Zunächst einmal ist es wichtig zu wissen, dass man bei CrowdFarming eine sogenannte „Produktionseinheit“ adoptiert, also zum Beispiel einen Orangenbaum oder einen Olivenbaum. Man könnte es vermutlich auch „Patenschaft“ nennen und ich denke, in Deutschland ist diese Bezeichnung auch geläufiger, aber das dahinterstehende Prinzip ist identisch: Man bezahlt den veranschlagten Betrag, wird damit aber nicht Besitzer der Produktionseinheit, sondern erhält als Gegenwert die Ernte bzw. – je nach Produkt – einen Teil der Ernte. Dies kann man bei der Adoption des Produktes auswählen. Mit der Adoption geht man übrigens keine langfristige Verpflichtung ein, denn die Adoption muss für jede Saison neu verlängert werden.
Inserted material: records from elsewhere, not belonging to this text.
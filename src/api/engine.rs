use std::rc::Rc;

use serde::{Deserialize, Serialize};
use tracing::{debug, trace, warn};

use crate::core::{
    AxisLimits, Circle, CoordinateTransform, GridMetrics, LayoutKey, PixelPoint, SurfaceSize,
    builtin_circle_set, decode_circles,
};
use crate::error::GridResult;
use crate::interaction::{
    ClickOutcome, DelayedTaskScheduler, InteractionController, TaskId, TooltipState,
};
use crate::render::{CanvasLayerKind, LayerPrimitives, RenderFrame, Renderer};

use super::grid_painter::paint_grid_layer;
use super::shape_renderer::paint_shape_layer;
use super::tooltip_painter::paint_overlay_layer;
use super::{
    CircleInput, GridOverlayConfig, HostContext, HostOutputs, HostWidget, LifecycleState,
    MountPoint, PointerEvent, RerenderCallback,
};

/// Counters describing how much work refreshes actually did.
#[derive(Debug, Clone, Copy, PartialEq, Eq, Default, Serialize, Deserialize)]
pub struct RepaintStats {
    pub layout_recomputations: usize,
    pub grid_repaints: usize,
    pub shape_repaints: usize,
    pub frames_rendered: usize,
}

/// Grid + circle overlay engine driven by a host.
///
/// The grid layer is rebuilt only when the resolved (surface size, axis
/// limits) pair changes; the shape layer is rebuilt on every refresh; the
/// overlay layer follows the tooltip. All three are composited into one
/// `RenderFrame` per draw.
pub struct GridOverlayEngine<R: Renderer, S: DelayedTaskScheduler> {
    renderer: R,
    config: GridOverlayConfig,
    interaction: InteractionController<S>,
    metrics: Option<GridMetrics>,
    grid_layer: Option<Rc<LayerPrimitives>>,
    shape_layer: Option<Rc<LayerPrimitives>>,
    circles: Vec<Circle>,
    surface_origin: PixelPoint,
    rerender: Option<RerenderCallback>,
    stats: RepaintStats,
    lifecycle: LifecycleState,
}

impl<R: Renderer, S: DelayedTaskScheduler> GridOverlayEngine<R, S> {
    pub fn new(renderer: R, scheduler: S, config: GridOverlayConfig) -> GridResult<Self> {
        config.validate()?;
        let interaction = InteractionController::new(scheduler, config.tooltip);
        Ok(Self {
            renderer,
            config,
            interaction,
            metrics: None,
            grid_layer: None,
            shape_layer: None,
            circles: Vec::new(),
            surface_origin: PixelPoint::default(),
            rerender: None,
            stats: RepaintStats::default(),
            lifecycle: LifecycleState::Created,
        })
    }

    #[must_use]
    pub fn config(&self) -> &GridOverlayConfig {
        &self.config
    }

    /// Layout of the last refresh, if any.
    #[must_use]
    pub fn metrics(&self) -> Option<&GridMetrics> {
        self.metrics.as_ref()
    }

    #[must_use]
    pub fn transform(&self) -> Option<CoordinateTransform> {
        self.metrics.as_ref().map(CoordinateTransform::new)
    }

    #[must_use]
    pub fn circles(&self) -> &[Circle] {
        &self.circles
    }

    #[must_use]
    pub fn stats(&self) -> RepaintStats {
        self.stats
    }

    #[must_use]
    pub fn lifecycle(&self) -> LifecycleState {
        self.lifecycle
    }

    #[must_use]
    pub fn tooltip(&self) -> Option<&TooltipState> {
        self.interaction.tooltip()
    }

    #[must_use]
    pub fn interaction(&self) -> &InteractionController<S> {
        &self.interaction
    }

    pub fn interaction_mut(&mut self) -> &mut InteractionController<S> {
        &mut self.interaction
    }

    #[must_use]
    pub fn renderer(&self) -> &R {
        &self.renderer
    }

    pub fn renderer_mut(&mut self) -> &mut R {
        &mut self.renderer
    }

    #[must_use]
    pub fn into_renderer(self) -> R {
        self.renderer
    }

    /// Applies configured defaults, clamping and sanitizing to host inputs.
    #[must_use]
    pub fn resolve_layout_key(&self, context: &HostContext) -> LayoutKey {
        let width = context
            .surface_width
            .unwrap_or(self.config.default_surface_px);
        let height = context.surface_height.unwrap_or(width);
        let limit_x = context.axis_limit_x.unwrap_or(AxisLimits::DEFAULT_LIMIT);
        let limit_y = context.axis_limit_y.unwrap_or(limit_x);
        LayoutKey {
            surface: SurfaceSize::new(width, height).clamped_to(self.config.min_surface_px),
            axis_limits: AxisLimits::new(limit_x, limit_y).sanitized(),
        }
    }

    /// Re-reads host inputs, repaints what changed and draws one frame.
    pub fn refresh_from(&mut self, context: &HostContext) -> GridResult<()> {
        if self.lifecycle == LifecycleState::TornDown {
            warn!("refresh after teardown ignored");
            return Ok(());
        }

        let key = self.resolve_layout_key(context);
        let layout_changed = self.metrics.map(|metrics| metrics.layout_key()) != Some(key);
        if layout_changed {
            let metrics = GridMetrics::compute(
                key.surface,
                key.axis_limits,
                self.config.margin_px,
                self.config.min_surface_px,
            );
            debug!(
                width = key.surface.width,
                height = key.surface.height,
                limit_x = key.axis_limits.x,
                limit_y = key.axis_limits.y,
                unit_size = metrics.unit_size(),
                "grid layout recomputed"
            );
            self.stats.layout_recomputations += 1;
            self.grid_layer = Some(Rc::new(paint_grid_layer(&metrics, &self.config.grid_style)));
            self.stats.grid_repaints += 1;
            self.metrics = Some(metrics);
            if self.interaction.hide() {
                trace!("tooltip hidden by re-layout");
            }
        }
        self.surface_origin = context.surface_origin;

        self.circles = match &context.circles {
            CircleInput::Json(text) => decode_circles(text),
            CircleInput::Records(circles) => circles.clone(),
            CircleInput::Builtin => builtin_circle_set(),
        };
        if let Some(metrics) = &self.metrics {
            self.shape_layer = Some(Rc::new(paint_shape_layer(
                &self.circles,
                metrics,
                &self.config.shape_style,
                self.config.variant,
            )));
            self.stats.shape_repaints += 1;
        }
        trace!(
            circles = self.circles.len(),
            layout_changed, "shape layer repainted"
        );

        self.render()
    }

    /// Handles a click in host coordinates and redraws the overlay.
    pub fn pointer_click(&mut self, event: PointerEvent) -> GridResult<ClickOutcome> {
        if self.lifecycle == LifecycleState::TornDown {
            return Ok(ClickOutcome::OutsideGrid);
        }
        let Some(metrics) = self.metrics else {
            return Ok(ClickOutcome::OutsideGrid);
        };
        let outcome = self
            .interaction
            .on_click(event.local_to(self.surface_origin), &metrics);
        self.render()?;
        Ok(outcome)
    }

    /// Handles pointer movement. Returns `true` when a tooltip was hidden.
    pub fn pointer_move(&mut self, _event: PointerEvent) -> GridResult<bool> {
        if !self.interaction.on_pointer_move() {
            return Ok(false);
        }
        self.render()?;
        Ok(true)
    }

    /// Delivers a due delayed task from the host scheduler.
    ///
    /// Returns `true` when it hid the tooltip; the host's rerender callback
    /// is invoked in that case.
    pub fn timer_expired(&mut self, task: TaskId) -> GridResult<bool> {
        if !self.interaction.on_timer_expired(task) {
            return Ok(false);
        }
        self.render()?;
        if let Some(rerender) = self.rerender.as_mut() {
            rerender();
        }
        Ok(true)
    }

    /// Composites the cached grid layer, the current shape layer and the
    /// tooltip overlay. Cached layers are shared with the frame, not copied.
    #[must_use]
    pub fn build_frame(&self) -> RenderFrame {
        let surface = self
            .metrics
            .map(|metrics| metrics.surface())
            .unwrap_or_else(|| SurfaceSize::square(self.config.default_surface_px));
        RenderFrame::new(surface)
            .with_shared_layer(cached_or_empty(&self.grid_layer, CanvasLayerKind::Grid))
            .with_shared_layer(cached_or_empty(&self.shape_layer, CanvasLayerKind::Shapes))
            .with_layer(paint_overlay_layer(
                self.interaction.tooltip(),
                &self.config.tooltip_style,
            ))
    }

    pub fn render(&mut self) -> GridResult<()> {
        let frame = self.build_frame();
        self.renderer.render(&frame)?;
        self.stats.frames_rendered += 1;
        Ok(())
    }
}

fn cached_or_empty(
    layer: &Option<Rc<LayerPrimitives>>,
    kind: CanvasLayerKind,
) -> Rc<LayerPrimitives> {
    layer
        .clone()
        .unwrap_or_else(|| Rc::new(LayerPrimitives::new(kind)))
}

impl<R: Renderer, S: DelayedTaskScheduler> HostWidget for GridOverlayEngine<R, S> {
    fn initialize(
        &mut self,
        context: &HostContext,
        rerender: RerenderCallback,
        persisted_state: Option<&serde_json::Value>,
        mount_point: &MountPoint,
    ) -> GridResult<()> {
        debug!(
            mount_point = %mount_point.id,
            has_persisted_state = persisted_state.is_some(),
            variant = ?self.config.variant,
            "initialize grid overlay"
        );
        self.rerender = Some(rerender);
        self.lifecycle = LifecycleState::Initialized;
        self.refresh_from(context)
    }

    fn refresh(&mut self, context: &HostContext) -> GridResult<()> {
        self.refresh_from(context)
    }

    fn get_outputs(&self) -> HostOutputs {
        HostOutputs::default()
    }

    fn teardown(&mut self) {
        debug!("teardown grid overlay");
        self.interaction.teardown();
        self.rerender = None;
        self.lifecycle = LifecycleState::TornDown;
    }
}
Und welche Produkte gibt es bei CrowdFarming?
Orangen, natives Olivenöl, Bio-Mandeln, Schokolade von den Philippinen, Kaffee aus Kolumbien, Balsamico-Essig aus Modena, Bio Aloe Vera-Blätter, eine Decke aus Merinowolle, Granatäpfel, Albufera-Reis, Käse und Honig.
Fazit meines Selbstversuchs:
Meine beiden, bei CrowdFarming bestellten Produkte sind von hervorragender Qualität: Eine Decke aus naturbelassener Merino-Wolle, die im vergangenen Winter bereits sehr viel zum Einsatz gekommen ist und 10 kg Orangen, die nach einer Woche komplett aufgegessen bzw. zu frisch gepressetem Orangensaft verarbeitet waren – geliefert in einem Karton, der inzwischen eine weitere Verwendung gefunden hat.
Für mich steht fest, dass ich CrowdFarming weiter unterstützen werde. Ich halte das für eine durchaus zukunftsfähige Form der Landwirtschaft, die sowohl den Landwirten als auch der Natur zugutekommt, nicht nur in Deutschland, sondern insbesondere im Ausland, wo ohnehin oft sehr schlechte Preise bezahlt werden. Und auch mit dem Prinzip der solidarischen Landwirtschaft werde ich mich näher beschäftigen, denn damit kann man die heimische Landwirtschaft unterstützen. Und sollte ich es irgendwann einmal nach Spanien schaffen, werde ich meinen adoptierten Orangenbaum besuchen.
Corinna Simmerkuß
CrowdFarming® ist eine im Markenregister eingetragene Marke. Aufgrund der besseren Lesbarkeit wurde in dem Artikel auf die Kennzeichnung mit dem Symbol für „Registered Trademark“ verzichtet.